(WORK TO BE COMPLETED)
Filter the records for lines holding the string "first".

(Dataset records)
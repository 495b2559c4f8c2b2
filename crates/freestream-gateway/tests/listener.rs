#![allow(clippy::unwrap_used)]
#![allow(clippy::expect_used)]
#![allow(clippy::panic)]

mod common;

use std::sync::Arc;

use serde_json::json;

use common::{raw, MockConnection, Recorder, Verdict, ALL_KINDS};
use freestream_core::error::FreestreamError;
use freestream_gateway::app_state::AppState;
use freestream_gateway::config;
use freestream_gateway::dispatch::{Dispatcher, ListenerEventKind};
use freestream_gateway::realtime::{EventListener, RawConnection, SessionRegistry};

const PREFIX: &str = "Laravel.Freestream.WebSocket";

fn listener_with(handlers: &[Arc<Recorder>]) -> EventListener {
    let dispatcher = Dispatcher::new();
    for h in handlers {
        dispatcher.register(h.clone());
    }
    EventListener::new(PREFIX, Arc::new(SessionRegistry::new()), Arc::new(dispatcher))
}

#[tokio::test]
async fn open_registers_and_fires_open_then_after() {
    let rec = Recorder::all();
    let listener = listener_with(&[rec.clone()]);
    let conn = MockConnection::new(Some("42"));

    let id = listener.on_open(raw(&conn)).await.unwrap();

    assert_eq!(id, "42");
    assert!(listener.sessions().contains("42"));
    assert!(!conn.is_closed());
    assert_eq!(
        rec.kinds_seen(),
        vec![ListenerEventKind::Open, ListenerEventKind::OpenAfter]
    );
    assert_eq!(rec.seen.lock().unwrap()[0].1.as_deref(), Some("42"));
}

#[tokio::test]
async fn open_without_session_id_closes_and_fires_nothing() {
    let rec = Recorder::all();
    let listener = listener_with(&[rec.clone()]);

    for conn in [MockConnection::new(None), MockConnection::new(Some(""))] {
        let err = listener.on_open(raw(&conn)).await.unwrap_err();
        assert!(matches!(err, FreestreamError::MissingSessionId));
        assert!(conn.is_closed());
    }
    assert!(listener.sessions().is_empty());
    assert!(rec.kinds_seen().is_empty());
}

#[tokio::test]
async fn duplicate_open_is_refused_without_touching_the_owner() {
    let rec = Recorder::all();
    let listener = listener_with(&[rec.clone()]);
    let first = MockConnection::new(Some("s"));
    let second = MockConnection::new(Some("s"));

    listener.on_open(raw(&first)).await.unwrap();
    let err = listener.on_open(raw(&second)).await.unwrap_err();

    assert!(matches!(err, FreestreamError::DuplicateSession(ref id) if id == "s"));
    assert!(second.is_closed());
    assert!(!first.is_closed());
    assert_eq!(listener.sessions().lookup("s").unwrap().id(), first.id());

    // the refused connection's close must not evict the live session
    let err = listener.on_close(&raw(&second)).await.unwrap_err();
    assert_eq!(err.client_code().as_str(), "SESSION_NOT_FOUND");
    assert!(listener.sessions().contains("s"));

    // only the first open was announced
    assert_eq!(
        rec.kinds_seen(),
        vec![ListenerEventKind::Open, ListenerEventKind::OpenAfter]
    );
}

#[tokio::test]
async fn open_veto_unregisters_closes_and_skips_after() {
    let veto = Recorder::new("gate", &[ListenerEventKind::Open], Verdict::Veto);
    let rec = Recorder::all();
    let listener = listener_with(&[veto.clone(), rec.clone()]);
    let conn = MockConnection::new(Some("v"));

    let err = listener.on_open(raw(&conn)).await.unwrap_err();

    assert_eq!(err.client_code().as_str(), "SESSION_REJECTED");
    assert!(conn.is_closed());
    assert!(!listener.sessions().contains("v"));
    assert_eq!(veto.kinds_seen(), vec![ListenerEventKind::Open]);
    // later handlers never ran
    assert!(rec.kinds_seen().is_empty());
}

#[tokio::test]
async fn failing_open_handler_does_not_block_registration() {
    let failing = Recorder::new("broken", &[ListenerEventKind::Open], Verdict::Fail);
    let listener = listener_with(&[failing]);
    let conn = MockConnection::new(Some("f"));

    listener.on_open(raw(&conn)).await.unwrap();
    assert!(listener.sessions().contains("f"));
    assert!(!conn.is_closed());
}

#[tokio::test]
async fn message_is_dispatched_with_session_id() {
    let rec = Recorder::new("msgs", &[ListenerEventKind::Message], Verdict::Proceed);
    let listener = listener_with(&[rec.clone()]);
    let conn = MockConnection::new(Some("42"));
    let raw_conn = raw(&conn);
    listener.on_open(Arc::clone(&raw_conn)).await.unwrap();

    listener
        .on_message(&raw_conn, br#"{"event":"ping","sessionID":"42","message":[]}"#)
        .await
        .unwrap();
    // garbage still reaches handlers as an empty envelope
    listener.on_message(&raw_conn, b"not json").await.unwrap();

    let seen = rec.seen.lock().unwrap().clone();
    assert_eq!(seen.len(), 2);
    assert!(seen
        .iter()
        .all(|(k, s)| *k == ListenerEventKind::Message && s.as_deref() == Some("42")));
}

#[tokio::test]
async fn message_from_unknown_connection_fires_nothing() {
    let rec = Recorder::all();
    let listener = listener_with(&[rec.clone()]);
    let stranger = MockConnection::new(Some("ghost"));

    let err = listener
        .on_message(&raw(&stranger), br#"{"event":"x"}"#)
        .await
        .unwrap_err();

    assert_eq!(err.client_code().as_str(), "SESSION_NOT_FOUND");
    assert!(rec.kinds_seen().is_empty());
}

#[tokio::test]
async fn message_handler_error_propagates() {
    let failing = Recorder::new("broken", &[ListenerEventKind::Message], Verdict::Fail);
    let listener = listener_with(&[failing]);
    let conn = MockConnection::new(Some("m"));
    let raw_conn = raw(&conn);
    listener.on_open(Arc::clone(&raw_conn)).await.unwrap();

    let err = listener.on_message(&raw_conn, b"{}").await.unwrap_err();
    assert_eq!(err.client_code().as_str(), "HANDLER");
    // the listener itself does not close on message failure
    assert!(!conn.is_closed());
}

#[tokio::test]
async fn close_fires_close_and_unregisters_even_when_vetoed() {
    let veto = Recorder::new("sticky", &[ListenerEventKind::Close], Verdict::Veto);
    let rec = Recorder::all();
    let listener = listener_with(&[rec.clone(), veto]);
    let conn = MockConnection::new(Some("c"));
    let raw_conn = raw(&conn);
    listener.on_open(Arc::clone(&raw_conn)).await.unwrap();

    listener.on_close(&raw_conn).await.unwrap();

    assert!(!listener.sessions().contains("c"));
    assert_eq!(rec.kinds_seen().last(), Some(&ListenerEventKind::Close));

    // second close: nothing left to do
    let err = listener.on_close(&raw_conn).await.unwrap_err();
    assert_eq!(err.client_code().as_str(), "SESSION_NOT_FOUND");
}

#[tokio::test]
async fn error_fires_error_and_forces_close() {
    let veto = Recorder::new("keep", &[ListenerEventKind::Error], Verdict::Veto);
    let rec = Recorder::new("errors", ALL_KINDS, Verdict::Proceed);
    let listener = listener_with(&[rec.clone(), veto]);
    let conn = MockConnection::new(Some("e"));
    let raw_conn = raw(&conn);
    listener.on_open(Arc::clone(&raw_conn)).await.unwrap();

    listener
        .on_error(&raw_conn, &FreestreamError::Transport("reset by peer".into()))
        .await;

    assert!(conn.is_closed());
    let seen = rec.seen.lock().unwrap().clone();
    assert_eq!(seen.last(), Some(&(ListenerEventKind::Error, Some("e".to_string()))));
    // registry cleanup belongs to the close path
    assert!(listener.sessions().contains("e"));
    listener.on_close(&raw_conn).await.unwrap();
    assert!(listener.sessions().is_empty());
}

#[tokio::test]
async fn error_without_session_still_fires_and_closes() {
    let rec = Recorder::new("errors", &[ListenerEventKind::Error], Verdict::Fail);
    let listener = listener_with(&[rec.clone()]);
    let conn = MockConnection::new(None);

    listener
        .on_error(&raw(&conn), &FreestreamError::Transport("boom".into()))
        .await;

    assert!(conn.is_closed());
    assert_eq!(
        rec.seen.lock().unwrap().clone(),
        vec![(ListenerEventKind::Error, None)]
    );
}

#[tokio::test]
async fn send_to_targets_one_session() {
    let listener = listener_with(&[]);
    let a = MockConnection::new(Some("a"));
    let b = MockConnection::new(Some("b"));
    listener.on_open(raw(&a)).await.unwrap();
    listener.on_open(raw(&b)).await.unwrap();

    listener.send_to("b", "notice", "hello").unwrap();

    assert!(a.sent().is_empty());
    assert_eq!(
        b.sent(),
        vec![json!({
            "origData": {"event": "", "sessionId": "", "message": ""},
            "data": {"event": "notice", "sessionId": "b", "message": "hello"},
        })]
    );

    let err = listener.send_to("zzz", "notice", "hello").unwrap_err();
    assert_eq!(err.client_code().as_str(), "SESSION_NOT_FOUND");
}

#[tokio::test]
async fn echo_service_replies_with_both_groups() {
    let mut cfg = config::GatewayConfig::default();
    cfg.services.echo = true;
    let state = AppState::new(cfg).unwrap();
    let listener = state.listener();
    assert_eq!(listener.dispatcher().handler_count(ListenerEventKind::Message), 1);

    let conn = MockConnection::new(Some("7"));
    let raw_conn = raw(&conn);
    listener.on_open(Arc::clone(&raw_conn)).await.unwrap();
    listener
        .on_message(&raw_conn, br#"{"event":"chat","sessionID":"7","message":[1,2]}"#)
        .await
        .unwrap();

    assert_eq!(
        conn.sent(),
        vec![json!({
            "origData": {"event": "chat", "sessionId": "7", "message": [1, 2]},
            "data": {"event": "chat", "sessionId": "7", "message": [1, 2]},
        })]
    );
}

#[test]
fn event_names_are_qualified_with_prefix() {
    assert_eq!(
        ListenerEventKind::OpenAfter.qualified(PREFIX),
        "Laravel.Freestream.WebSocket.Listener.Open.After"
    );
    assert_eq!(
        ListenerEventKind::Error.qualified("App"),
        "App.Listener.Error"
    );
}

(EXERCISE RESULT)
    let first = MockConnection::new(Some("s"));
    listener.on_open(raw(&first)).await.unwrap();
    assert!(!first.is_closed());
    assert_eq!(listener.sessions().lookup("s").unwrap().id(), first.id());
    // only the first open was announced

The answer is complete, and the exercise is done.